_Instructions to follow:_
Output only the lines from the start of the entries through the line holding "pub mod global;". Each line must match the original exactly.

[Material for the task — start]

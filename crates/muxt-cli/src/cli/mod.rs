//! CLI argument definitions using the clap derive API.
//!
//! This module is the *only* place that knows about argument names,
//! aliases, help text, and value enums. No business logic lives here.

use std::path::PathBuf;

use clap::{Args, Parser, Subcommand, ValueEnum};

pub mod global;
pub use global::GlobalArgs;

// ── Top-level CLI ─────────────────────────────────────────────────────────────

/// Main CLI entry-point.
#[derive(Debug, Parser)]
#[command(
    name    = "muxt",
    bin_name = "muxt",
    version  = env!("CARGO_PKG_VERSION"),
    author   = env!("CARGO_PKG_AUTHORS"),
    about    = "Generate type-checked axum handlers from template names",
    long_about = "Muxt reads a package's templates variable, parses each \
                  template name as a route, binds routes to receiver \
                  methods, type-checks every template action, and emits \
                  the handler code.",
    after_help = "EXAMPLES:\n\
        \x20 muxt generate --find-receiver-type Server\n\
        \x20 muxt check -C ./site --find-receiver-type Server\n\
        \x20 muxt routes\n\
        \x20 muxt template-source \"GET /\"",
    arg_required_else_help = true,
    subcommand_required    = true,
)]
pub struct Cli {
    /// Flags available on every subcommand.
    #[command(flatten)]
    pub global: GlobalArgs,

    /// Subcommand to execute.
    #[command(subcommand)]
    pub command: Commands,
}

// ── Subcommands ───────────────────────────────────────────────────────────────

/// All available subcommands.
#[derive(Debug, Subcommand)]
pub enum Commands {
    /// Generate handler code from template names.
    #[command(
        visible_alias = "g",
        about = "Generate one routes file per templates variable",
        after_help = "EXAMPLES:\n\
            \x20 muxt generate\n\
            \x20 muxt generate --find-receiver-type Server --output-file routes.rs\n\
            \x20 muxt generate --find-templates-variable PUBLIC --find-templates-variable ADMIN"
    )]
    Generate(GenerateArgs),

    /// Run the static checks without writing anything.
    #[command(
        visible_alias = "c",
        about = "Type-check templates, routes, and bindings",
        after_help = "EXAMPLES:\n\
            \x20 muxt check\n\
            \x20 muxt check --find-receiver-type Server"
    )]
    Check(PipelineArgs),

    /// Print the resolved route table.
    #[command(about = "Print every route, its binding, and its template")]
    Routes(PipelineArgs),

    /// For each template, print everything that renders it.
    #[command(about = "Cross-reference: who renders each template")]
    TemplateCallers(NamedReportArgs),

    /// For each template, print every template it invokes.
    #[command(about = "Cross-reference: what each template invokes")]
    TemplateCalls(NamedReportArgs),

    /// Print one template's source text.
    #[command(about = "Print a template's source")]
    TemplateSource(SourceArgs),

    /// Print an overview combining routes, methods, and template source.
    #[command(about = "Print combined route documentation")]
    Documentation(PipelineArgs),

    /// Print the muxt version.
    #[command(about = "Print the build version")]
    Version,

    /// Generate shell completion scripts.
    #[command(
        about = "Generate shell completions",
        after_help = "EXAMPLES:\n\
            \x20 muxt completions bash > ~/.local/share/bash-completion/completions/muxt\n\
            \x20 muxt completions zsh  > ~/.zfunc/_muxt"
    )]
    Completions(CompletionsArgs),
}

// ── shared pipeline flags ─────────────────────────────────────────────────────

/// Flags shared by every command that runs the analysis pipeline.
/// Legacy spellings are accepted as visible aliases.
#[derive(Debug, Args, Clone)]
pub struct PipelineArgs {
    /// Receiver type whose methods implement the routes.
    #[arg(
        long = "find-receiver-type",
        visible_alias = "receiver-type",
        value_name = "IDENT",
        help = "Receiver type implementing route methods"
    )]
    pub receiver_type: Option<String>,

    /// Package directory to load the receiver type from, when it lives
    /// outside the templates package.
    #[arg(
        long = "find-receiver-type-package",
        visible_alias = "receiver-package",
        value_name = "DIR",
        help = "Package directory containing the receiver type"
    )]
    pub receiver_package: Option<PathBuf>,

    /// Templates variable identifier; may repeat for packages declaring
    /// several variables.
    #[arg(
        long = "find-templates-variable",
        visible_alias = "templates-variable",
        value_name = "IDENT",
        help = "Templates variable to analyze (repeatable)"
    )]
    pub templates_variable: Vec<String>,
}

impl PipelineArgs {
    /// The variables to analyze; defaults to `TEMPLATES`.
    pub fn variables(&self) -> Vec<String> {
        if self.templates_variable.is_empty() {
            vec![muxt_core::DEFAULT_TEMPLATES_VARIABLE.to_string()]
        } else {
            self.templates_variable.clone()
        }
    }
}

// ── generate ──────────────────────────────────────────────────────────────────

/// Arguments for `muxt generate`.
#[derive(Debug, Args)]
pub struct GenerateArgs {
    #[command(flatten)]
    pub pipeline: PipelineArgs,

    /// Output file name; must end in `.rs`. Only valid with a single
    /// templates variable.
    #[arg(
        long = "output-file",
        visible_alias = "out",
        value_name = "FILENAME.rs",
        help = "Generated file name (default: <variable>_routes.rs)"
    )]
    pub output_file: Option<PathBuf>,

    /// Name of the generated registration function.
    #[arg(
        long = "output-routes-func",
        visible_alias = "routes-func",
        value_name = "IDENT",
        help = "Registration function name (default: routes)"
    )]
    pub routes_func: Option<String>,

    /// Name of the generated receiver trait.
    #[arg(
        long = "output-receiver-interface",
        visible_alias = "receiver-interface",
        value_name = "IDENT",
        help = "Receiver trait name (default: RoutesReceiver)"
    )]
    pub receiver_interface: Option<String>,

    /// Name of the generated template-data type.
    #[arg(
        long = "output-template-data-type",
        visible_alias = "template-data-type",
        value_name = "IDENT",
        help = "Template data type name (default: TemplateData)"
    )]
    pub template_data_type: Option<String>,
}

// ── reports ───────────────────────────────────────────────────────────────────

/// Arguments for the cross-reference reports.
#[derive(Debug, Args)]
pub struct NamedReportArgs {
    #[command(flatten)]
    pub pipeline: PipelineArgs,

    /// Restrict the report to one template.
    #[arg(value_name = "TEMPLATE", help = "Template name to report on")]
    pub name: Option<String>,
}

/// Arguments for `muxt template-source`.
#[derive(Debug, Args)]
pub struct SourceArgs {
    #[command(flatten)]
    pub pipeline: PipelineArgs,

    /// The template whose source to print.
    #[arg(value_name = "TEMPLATE", help = "Template name")]
    pub name: String,
}

// ── completions ───────────────────────────────────────────────────────────────

/// Arguments for `muxt completions`.
#[derive(Debug, Args)]
pub struct CompletionsArgs {
    /// Target shell.
    #[arg(value_enum, help = "Shell to generate completions for")]
    pub shell: Shell,
}

/// Supported shells for completion generation.
#[derive(Debug, Clone, Copy, ValueEnum)]
pub enum Shell {
    Bash,
    Zsh,
    Fish,
    PowerShell,
    Elvish,
}

// ── tests ─────────────────────────────────────────────────────────────────────

#[cfg(test)]
mod tests {
    use super::*;
    use clap::Parser;

    #[test]
    fn parse_generate_with_long_flags() {
        let cli = Cli::parse_from([
            "muxt",
            "generate",
            "--find-receiver-type",
            "Server",
            "--output-file",
            "routes.rs",
        ]);
        let Commands::Generate(args) = cli.command else {
            panic!("expected generate");
        };
        assert_eq!(args.pipeline.receiver_type.as_deref(), Some("Server"));
        assert_eq!(args.output_file.unwrap().to_str(), Some("routes.rs"));
    }

    #[test]
    fn legacy_aliases_are_accepted() {
        let cli = Cli::parse_from([
            "muxt",
            "generate",
            "--receiver-type",
            "Server",
            "--routes-func",
            "register",
        ]);
        let Commands::Generate(args) = cli.command else {
            panic!("expected generate");
        };
        assert_eq!(args.pipeline.receiver_type.as_deref(), Some("Server"));
        assert_eq!(args.routes_func.as_deref(), Some("register"));
    }

    #[test]
    fn templates_variable_repeats() {
        let cli = Cli::parse_from([
            "muxt",
            "check",
            "--find-templates-variable",
            "PUBLIC",
            "--find-templates-variable",
            "ADMIN",
        ]);
        let Commands::Check(args) = cli.command else {
            panic!("expected check");
        };
        assert_eq!(args.variables(), vec!["PUBLIC", "ADMIN"]);
    }

    #[test]
    fn variables_default_to_templates() {
        let cli = Cli::parse_from(["muxt", "check"]);
        let Commands::Check(args) = cli.command else {
            panic!("expected check");
        };
        assert_eq!(args.variables(), vec!["TEMPLATES"]);
    }

    #[test]
    fn chdir_is_global() {
        let cli = Cli::parse_from(["muxt", "routes", "-C", "/tmp/site"]);
        assert_eq!(cli.global.chdir.unwrap().to_str(), Some("/tmp/site"));
    }

    #[test]
    fn template_source_requires_a_name() {
        assert!(Cli::try_parse_from(["muxt", "template-source"]).is_err());
        let cli = Cli::parse_from(["muxt", "template-source", "GET /"]);
        let Commands::TemplateSource(args) = cli.command else {
            panic!("expected template-source");
        };
        assert_eq!(args.name, "GET /");
    }

    #[test]
    fn quiet_and_verbose_conflict() {
        // clap should reject --quiet --verbose together
        let result = Cli::try_parse_from(["muxt", "--quiet", "--verbose", "routes"]);
        assert!(result.is_err());
    }
}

[Material for the task — finish]

_Task output:_
filename crates/muxt-cli/src/cli/mod.rs
//! CLI argument definitions using the clap derive API.
//!
//! This module is the *only* place that knows about argument names,
//! aliases, help text, and value enums. No business logic lives here.

use std::path::PathBuf;

use clap::{Args, Parser, Subcommand, ValueEnum};

pub mod global;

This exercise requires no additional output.